* **REQUIRED ACTION**
Copy out the records that follow, leaving every character as it is.

* **DATASET ENTRIES**
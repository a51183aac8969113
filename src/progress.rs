//! Channel-based progress stream.
//!
//! A build pushes zero-or-more human-readable status lines while it runs.
//! The stream is a plain mpsc channel rather than a callback so the consumer
//! can disconnect (drop the receiver) at any time without the producer
//! blocking or failing; sends into a closed channel are silently dropped.

use std::sync::mpsc::{self, Receiver};
use std::sync::Arc;

/// Sending half of a build's progress stream.
///
/// Cheap to clone; every supervised step holds one. An optional observer is
/// invoked on each send so the caller can piggyback slot-activity bookkeeping
/// onto progress events.
#[derive(Clone)]
pub struct ProgressSender {
    tx: mpsc::Sender<String>,
    observer: Option<Arc<dyn Fn() + Send + Sync>>,
}

impl ProgressSender {
    /// Push one status line. Never blocks, never fails.
    pub fn send(&self, line: impl Into<String>) {
        if let Some(observer) = &self.observer {
            observer();
        }
        // Receiver may be gone; progress is purely informational.
        let _ = self.tx.send(line.into());
    }

    /// Attach an observer called on every send (e.g. a governor activity
    /// bump keyed to this build's slot).
    pub fn observed(self, f: impl Fn() + Send + Sync + 'static) -> Self {
        Self {
            tx: self.tx,
            observer: Some(Arc::new(f)),
        }
    }
}

impl std::fmt::Debug for ProgressSender {
    fn fmt(&self, f: &mut std::fmt::Formatter<'_>) -> std::fmt::Result {
        f.debug_struct("ProgressSender")
            .field("observed", &self.observer.is_some())
            .finish()
    }
}

/// Create a connected progress stream.
pub fn channel() -> (ProgressSender, Receiver<String>) {
    let (tx, rx) = mpsc::channel();
    (
        ProgressSender { tx, observer: None },
        rx,
    )
}

/// A sender whose receiver is already gone, for callers that ignore progress.
pub fn sink() -> ProgressSender {
    let (tx, _rx) = channel();
    tx
}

* **WRITTEN SOLUTION**
repository a51183aac8969113
filename src/progress.rs
//! Channel-based progress stream.
//!
//! A build pushes zero-or-more human-readable status lines while it runs.
//! The stream is a plain mpsc channel rather than a callback so the consumer
//! can disconnect (drop the receiver) at any time without the producer
//! blocking or failing; sends into a closed channel are silently dropped.

use std::sync::mpsc::{self, Receiver};
use std::sync::Arc;

/// Sending half of a build's progress stream.
///
/// Cheap to clone; every supervised step holds one. An optional observer is
/// invoked on each send so the caller can piggyback slot-activity bookkeeping
/// onto progress events.
#[derive(Clone)]
pub struct ProgressSender {
    tx: mpsc::Sender<String>,
    observer: Option<Arc<dyn Fn() + Send + Sync>>,
}

impl ProgressSender {
    /// Push one status line. Never blocks, never fails.
    pub fn send(&self, line: impl Into<String>) {
        if let Some(observer) = &self.observer {
            observer();
        }
        // Receiver may be gone; progress is purely informational.
        let _ = self.tx.send(line.into());
    }

    /// Attach an observer called on every send (e.g. a governor activity
    /// bump keyed to this build's slot).
    pub fn observed(self, f: impl Fn() + Send + Sync + 'static) -> Self {
        Self {
            tx: self.tx,
            observer: Some(Arc::new(f)),
        }
    }
}

impl std::fmt::Debug for ProgressSender {
    fn fmt(&self, f: &mut std::fmt::Formatter<'_>) -> std::fmt::Result {
        f.debug_struct("ProgressSender")
            .field("observed", &self.observer.is_some())
            .finish()
    }
}

/// Create a connected progress stream.
pub fn channel() -> (ProgressSender, Receiver<String>) {
    let (tx, rx) = mpsc::channel();
    (
        ProgressSender { tx, observer: None },
        rx,
    )
}

/// A sender whose receiver is already gone, for callers that ignore progress.
pub fn sink() -> ProgressSender {
    let (tx, _rx) = channel();
    tx
}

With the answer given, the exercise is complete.